県が描く次世代教育のバリューチェーンを担い、地域に根差してグローバルに突き抜ける人材を育成/叡啓大学 ソーシャルシステムデザイン学部

叡啓大学キャンパス

POINT
  • 広島県公立大学法人が2021年に設置の新設大学。学長は元東京大学副学長の有信睦弘氏
  • ソーシャルシステムデザイン学部ソーシャルシステムデザイン学科の単科大学
  • 社会においてありたい姿を模索し、新たなつながりの掛け合わせで新たな価値を創出できるイノベーション人材を育成
  • 入学定員の2割は留学生枠、卒業単位の5割は英語による履修が必修、入試段階でCEFR B1レベルが出願要件


 2021年4月、広島県に新しい県立大学、叡啓大学が誕生した。その設置趣旨と背景について、ソーシャルシステムデザイン学部長の保井俊之氏にお話を伺った。

広島県が構想する教育のバリューチェーン

 叡啓大学は広島県公立大学法人が設置する2校目の大学だ。県立広島大学は従来の「地域に根差した人材育成」を継続・強化し、一方で「地域に根差してグローバルに突き抜ける人材育成を展開」するのが叡啓大学というすみ分けである。育成人材は「社会を前向きに変える人財=チェンジメーカー」。従来の大学には見られない観点が3つあるという。まず、「学部段階でソーシャルシステムデザイン教育を行う」点。次に、「全学的にアクティブラーニングを採用」した点。最後に「コンピテンシーを伸ばす教育を掲げる」点だ。これらを総称し、「22世紀型大学」をうたう。学部長を務める保井氏は旧大蔵省にてOECD職員、在インド日本大使館書記官、国際協力銀行開発金融研究所主任研究員等を経て多くの大学や大学院で教鞭をとってきた経歴を持つ。直近の所属は慶應義塾大学大学院システムデザイン・マネジメント研究科(SDM)。専門はシステム思考、デザイン思考、社会システム論、イノベーション等である。

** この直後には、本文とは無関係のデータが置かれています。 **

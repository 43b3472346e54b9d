use serde::{Deserialize, Serialize};

/// Host-assigned identifier for one embedded widget instance.
#[derive(Debug, Clone, PartialEq, Eq, Hash, Serialize, Deserialize)]
pub struct WidgetId(pub String);

#[derive(Debug, Clone, Copy, PartialEq, Eq, Serialize, Deserialize)]
#[serde(rename_all = "snake_case")]
pub enum InteractiveType {
    Quiz = 0,
    Poll = 1,
}

impl InteractiveType {
    /// Integer value the backend expects in query parameters.
    pub fn wire_value(self) -> u8 {
        self as u8
    }
}

/// One configured choice. Created at configuration-parse time, immutable
/// afterwards; `index` is stable for the widget's lifetime.
#[derive(Debug, Clone, PartialEq, Eq, Serialize, Deserialize)]
pub struct OptionRecord {
    pub index: usize,
    pub label: String,
    /// Meaningful for quizzes only; polls carry `false` everywhere.
    #[serde(default)]
    pub is_correct: bool,
}

/// Inclusive bound on how many options a widget may carry.
#[derive(Debug, Clone, Copy, PartialEq, Eq, Serialize, Deserialize)]
pub struct OptionBounds {
    pub min: usize,
    pub max: usize,
}

impl Default for OptionBounds {
    fn default() -> Self {
        Self { min: 2, max: 4 }
    }
}

impl OptionBounds {
    pub fn contains(&self, count: usize) -> bool {
        count >= self.min && count <= self.max
    }
}

/// Lifecycle flag for the widget. `Locked` is terminal; the transition
/// happens exactly once, on the first tap or when retrieved aggregate data
/// shows a response from a prior session.
#[derive(Debug, Clone, Copy, PartialEq, Eq, Serialize, Deserialize)]
#[serde(rename_all = "snake_case")]
pub enum SelectionState {
    AwaitingSelection,
    Locked,
}
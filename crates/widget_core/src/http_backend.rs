//! Reqwest-backed [`ResponseBackend`] speaking the aggregate wire format.

use async_trait::async_trait;
use reqwest::Client;
use shared::{
    domain::InteractiveType,
    error::EndpointError,
    protocol::{AggregatePayload, AggregateEntry},
};
use url::Url;
use uuid::Uuid;

use crate::{BackendError, ResponseBackend};

/// Path segment appended to the base endpoint for vote submission.
const VOTE_PATH_SEGMENT: &str = "vote";

pub struct HttpResponseBackend {
    http: Client,
    endpoint: Url,
    interactive_type: InteractiveType,
    client_id: String,
}

impl HttpResponseBackend {
    /// Validates the endpoint eagerly: anything that is not an absolute
    /// http(s) URL is rejected here so the widget can degrade to
    /// local-only counting before any request is built.
    pub fn new(
        endpoint: &str,
        interactive_type: InteractiveType,
        client_id: impl Into<String>,
    ) -> Result<Self, EndpointError> {
        let endpoint = Url::parse(endpoint).map_err(|source| EndpointError::InvalidUrl {
            url: endpoint.to_string(),
            source,
        })?;
        match endpoint.scheme() {
            "http" | "https" => {}
            other => {
                return Err(EndpointError::UnsupportedScheme {
                    scheme: other.to_string(),
                })
            }
        }
        Ok(Self {
            http: Client::new(),
            endpoint,
            interactive_type,
            client_id: client_id.into(),
        })
    }

    /// Convenience constructor for hosts without a durable client
    /// identifier of their own.
    pub fn with_generated_client_id(
        endpoint: &str,
        interactive_type: InteractiveType,
    ) -> Result<Self, EndpointError> {
        Self::new(endpoint, interactive_type, Uuid::new_v4().to_string())
    }

    pub fn client_id(&self) -> &str {
        &self.client_id
    }

    fn base_query(&self) -> [(&'static str, String); 2] {
        [
            (
                "interactiveType",
                self.interactive_type.wire_value().to_string(),
            ),
            ("client", self.client_id.clone()),
        ]
    }

    fn vote_url(&self) -> Url {
        let mut url = self.endpoint.clone();
        if let Ok(mut segments) = url.path_segments_mut() {
            segments.pop_if_empty().push(VOTE_PATH_SEGMENT);
        }
        url
    }
}

#[async_trait]
impl ResponseBackend for HttpResponseBackend {
    async fn fetch_aggregates(&self) -> Result<Vec<AggregateEntry>, BackendError> {
        let response = self
            .http
            .get(self.endpoint.clone())
            .query(&self.base_query())
            .send()
            .await
            .map_err(|err| BackendError::Transport(err.to_string()))?;

        let status = response.status();
        if !status.is_success() {
            return Err(BackendError::Status(status.as_u16()));
        }

        let payload: AggregatePayload = response
            .json()
            .await
            .map_err(|err| BackendError::MalformedPayload(err.to_string()))?;
        Ok(payload.options)
    }

    async fn submit_selection(&self, option_index: usize) -> Result<(), BackendError> {
        let response = self
            .http
            .post(self.vote_url())
            .query(&self.base_query())
            .query(&[("optionSelected", option_index.to_string())])
            .send()
            .await
            .map_err(|err| BackendError::Transport(err.to_string()))?;

        let status = response.status();
        if !status.is_success() {
            return Err(BackendError::Status(status.as_u16()));
        }
        Ok(())
    }
}

#[cfg(test)]
#[path = "tests/http_backend_tests.rs"]
mod tests;
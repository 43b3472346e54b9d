use thiserror::Error;

/// Fatal configuration problems. A widget that fails validation never
/// reaches its interactive state.
#[derive(Debug, Error)]
pub enum ConfigError {
    #[error("widget configured with {count} options, allowed range is {min}..={max}")]
    OptionCountOutOfBounds {
        count: usize,
        min: usize,
        max: usize,
    },
    #[error("option at position {position} carries index {index}, expected {position}")]
    NonContiguousOptionIndex { position: usize, index: usize },
}

/// Rejected endpoint URLs. Treated as "no remote data" by callers, never as
/// a fatal widget error.
#[derive(Debug, Error)]
pub enum EndpointError {
    #[error("invalid endpoint url '{url}': {source}")]
    InvalidUrl {
        url: String,
        source: url::ParseError,
    },
    #[error("unsupported endpoint scheme '{scheme}', only http and https are accepted")]
    UnsupportedScheme { scheme: String },
}
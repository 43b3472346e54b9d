use chrono::{DateTime, Utc};
use serde::{Deserialize, Serialize};

use crate::domain::{InteractiveType, WidgetId};

/// Per-option response tally. Doubles as the retrieval wire entry and the
/// in-memory aggregate the widget mutates over its lifetime.
#[derive(Debug, Clone, PartialEq, Eq, Serialize, Deserialize)]
#[serde(rename_all = "camelCase")]
pub struct AggregateEntry {
    pub option_index: usize,
    pub total_count: u64,
    #[serde(default)]
    pub selected_by_user: bool,
}

impl AggregateEntry {
    pub fn zeroed(option_index: usize) -> Self {
        Self {
            option_index,
            total_count: 0,
            selected_by_user: false,
        }
    }
}

/// Success body of the aggregate retrieval request. A response body without
/// the `options` container fails deserialization and is handled as a
/// malformed payload by the caller.
#[derive(Debug, Clone, Serialize, Deserialize)]
pub struct AggregatePayload {
    pub options: Vec<AggregateEntry>,
}

/// Analytics record emitted once per user-initiated selection in the
/// current session. Never emitted for selections reconciled from remote
/// aggregate data alone.
#[derive(Debug, Clone, Serialize)]
pub struct SelectionEvent {
    pub widget_id: WidgetId,
    pub interactive_type: InteractiveType,
    pub option_index: usize,
    pub occurred_at: DateTime<Utc>,
}

#[cfg(test)]
mod tests {
    use super::*;

    #[test]
    fn aggregate_entry_uses_camel_case_wire_fields() {
        let entry: AggregateEntry = serde_json::from_str(
            r#"{"optionIndex": 2, "totalCount": 17, "selectedByUser": true}"#,
        )
        .expect("entry");
        assert_eq!(entry.option_index, 2);
        assert_eq!(entry.total_count, 17);
        assert!(entry.selected_by_user);
    }

    #[test]
    fn selected_by_user_defaults_to_false() {
        let entry: AggregateEntry =
            serde_json::from_str(r#"{"optionIndex": 0, "totalCount": 3}"#).expect("entry");
        assert!(!entry.selected_by_user);
    }

    #[test]
    fn payload_without_options_container_is_rejected() {
        let result = serde_json::from_str::<AggregatePayload>(r#"{"results": []}"#);
        assert!(result.is_err());
    }

    #[test]
    fn payload_with_options_container_parses() {
        let payload: AggregatePayload = serde_json::from_str(
            r#"{"options": [{"optionIndex": 0, "totalCount": 1, "selectedByUser": false}]}"#,
        )
        .expect("payload");
        assert_eq!(payload.options.len(), 1);
    }
}
//! Labeled source spans for diagnostic messages.
//!
//! A label associates a message with a span in the source code,
//! providing context for where an error or warning occurred.

use crate::span::Span;

/// A labeled span in source code.
///
/// Labels attach messages to specific locations in the source,
/// helping users understand where problems occurred and why.
///
/// # Primary vs Secondary Labels
///
/// - **Primary labels** mark the main location of an error or warning.
///   There should typically be one primary label per diagnostic.
/// - **Secondary labels** provide additional context, such as "first defined here"
///   or "also referenced here".
///
/// # Example
///
/// ```text
/// error[E204]: index 2 is used by more than one token
///   --> shenoute.conllu:6:1
///    |
///  6 | 2	ⲡⲉ	ⲡⲉ	AUX	_	_	0	root	_	_
///    | ^^^^^^^^^^^^^^^^^^^^^^^^^^^^^^^^^^^ duplicate index
///    |
///   --> shenoute.conllu:5:1
///    |
///  5 | 2	ⲁⲛⲟⲕ	ⲁⲛⲟⲕ	PRON	_	_	2	nsubj	_	_
///    | ----------------------------------------- first used here
/// ```
#[derive(Debug, Clone)]
pub struct Label {
    span: Span,
    message: String,
    is_primary: bool,
}

impl Label {
    /// Create a new primary label.
    ///
    /// Primary labels mark the main location of an error or warning.
    pub fn primary(span: Span, message: impl Into<String>) -> Self {
        Self {
            span,
            message: message.into(),
            is_primary: true,
        }
    }

    /// Create a new secondary label.
    ///
    /// Secondary labels provide additional context for the diagnostic.
    pub fn secondary(span: Span, message: impl Into<String>) -> Self {
        Self {
            span,
            message: message.into(),
            is_primary: false,
        }
    }

    /// Get the span this label applies to.
    pub fn span(&self) -> Span {
        self.span
    }

    /// Get the label message.
    pub fn message(&self) -> &str {
        &self.message
    }

    /// Check if this is a primary label.
    pub fn is_primary(&self) -> bool {
        self.is_primary
    }

    /// Check if this is a secondary label.
    pub fn is_secondary(&self) -> bool {
        !self.is_primary
    }
}
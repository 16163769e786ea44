//! Tabular view of a sentence.
//!
//! A [`Table`] carries the outline fields plus each token's depth level,
//! the head's form and the morphological features. It renders as an HTML
//! `<table>` and is what document exports are assembled from.

use std::fmt::Write;

use serde::Serialize;

use coptree_core::label::Label;

use super::{Error, Exporter, html::escape};
use crate::{layout::TreeLayout, structure::DependencyTree};

#[derive(Debug, Clone, PartialEq, Eq, Serialize)]
pub struct TableRow {
    pub index: u32,
    pub form: String,
    pub lemma: String,
    pub pos_tag: Label,
    pub head: u32,
    /// Form of the head token, `None` for the root.
    pub head_form: Option<String>,
    pub relation: Label,
    pub level: u32,
    pub feats: Option<String>,
}

impl TableRow {
    pub fn is_root(&self) -> bool {
        self.head == 0
    }
}

/// Rows in surface order.
#[derive(Debug, Clone, PartialEq, Eq, Serialize)]
pub struct Table {
    pub id: Option<String>,
    pub text: String,
    pub rows: Vec<TableRow>,
}

impl Table {
    /// Renders the rows as an HTML table; the root row carries the `root`
    /// class.
    pub fn to_html(&self) -> String {
        let mut html = String::new();
        html.push_str("<table class=\"dependency-table\">\n");
        html.push_str(
            "<thead><tr><th>ID</th><th>Form</th><th>Lemma</th><th>UPOS</th>\
             <th>Head</th><th>Relation</th><th>Level</th><th>Features</th></tr></thead>\n",
        );
        html.push_str("<tbody>\n");
        for row in &self.rows {
            let class = if row.is_root() { " class=\"root\"" } else { "" };
            let head = match &row.head_form {
                Some(form) => format!("{} ({})", row.head, escape(form)),
                None => format!("{} (ROOT)", row.head),
            };
            // Writing into a String cannot fail.
            let _ = writeln!(
                html,
                "<tr{class}><td>{}</td><td class=\"form\">{}</td><td>{}</td><td>{}</td>\
                 <td>{head}</td><td>{}</td><td>{}</td><td>{}</td></tr>",
                row.index,
                escape(&row.form),
                escape(&row.lemma),
                escape(&row.pos_tag.to_string()),
                escape(&row.relation.to_string()),
                row.level,
                escape(row.feats.as_deref().unwrap_or("_")),
            );
        }
        html.push_str("</tbody>\n</table>\n");
        html
    }
}

/// Renders [`Table`]s.
#[derive(Debug, Clone, Copy, Default)]
pub struct TableExporter;

impl TableExporter {
    pub fn new() -> Self {
        Self
    }
}

impl Exporter for TableExporter {
    type Output = Table;

    fn export_tree(&self, tree: &DependencyTree, layout: &TreeLayout) -> Result<Table, Error> {
        let rows = tree
            .records()
            .enumerate()
            .map(|(position, record)| {
                let level = layout.node(position).map(|cell| cell.level()).ok_or_else(|| {
                    Error::Render(format!("no layout cell for token {}", record.index()))
                })?;
                Ok(TableRow {
                    index: record.index(),
                    form: record.form().to_string(),
                    lemma: record.lemma().to_string(),
                    pos_tag: record.pos_tag(),
                    head: record.head(),
                    head_form: tree.head_record(position).map(|head| head.form().to_string()),
                    relation: record.relation(),
                    level,
                    feats: record.feats().map(str::to_string),
                })
            })
            .collect::<Result<Vec<_>, Error>>()?;

        Ok(Table {
            id: tree.id().map(str::to_string),
            text: tree.text().to_string(),
            rows,
        })
    }
}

 保井氏は著書「『日本』の売り方」で、グローバル経済で苦戦する日本企業に欠如しているものとして、協創力(システム思考:つながりで価値を生み出す思考)、グローバルを多様なローカルの蓄積と見る感覚、横断的なプロジェクトマネジメント力、そしてUXの発想を挙げている。こうした主張を大学段階の教育に落とし込んだカリキュラムなのかと思いきや、「これは広島県が提唱する県としての教育デザインです」と保井氏は言う。背景には、県が2014年から推進する「学びの変革」プロジェクトがある。知識伝達型授業によるインプット中心の学びから、横断・探究を軸に、主体的・対話的で深い学びを軸とするアウトプット中心の学びへとシフトすることを目的にし、初等教育から高等教育までをつなぐ動きである。そうした教育展開の拠点となる中高一貫校の設置から始まり、大崎上島町の国際バカロレア認定校である県立広島叡智学園、福山市常石小学校でのイエナプラン導入、2016年には県立広島大学で経営専門職大学院開設といった具合に、教育のバリューチェーンをつなげてきた。そのミッシングピースが大学というわけだ。「新しい教育を志向する新しい大学が必要だった。そこに、慶應SDMが先駆けとなったシステム思考、デザイン思考、プロジェクトマネジメントをベースにした教育が、本学のコンセプトと結果的に親和性高く融合したのです」(保井氏)。広島県が描く次世代教育のバリューチェーン。叡啓大学はそれを接合するピースでもあるのだ。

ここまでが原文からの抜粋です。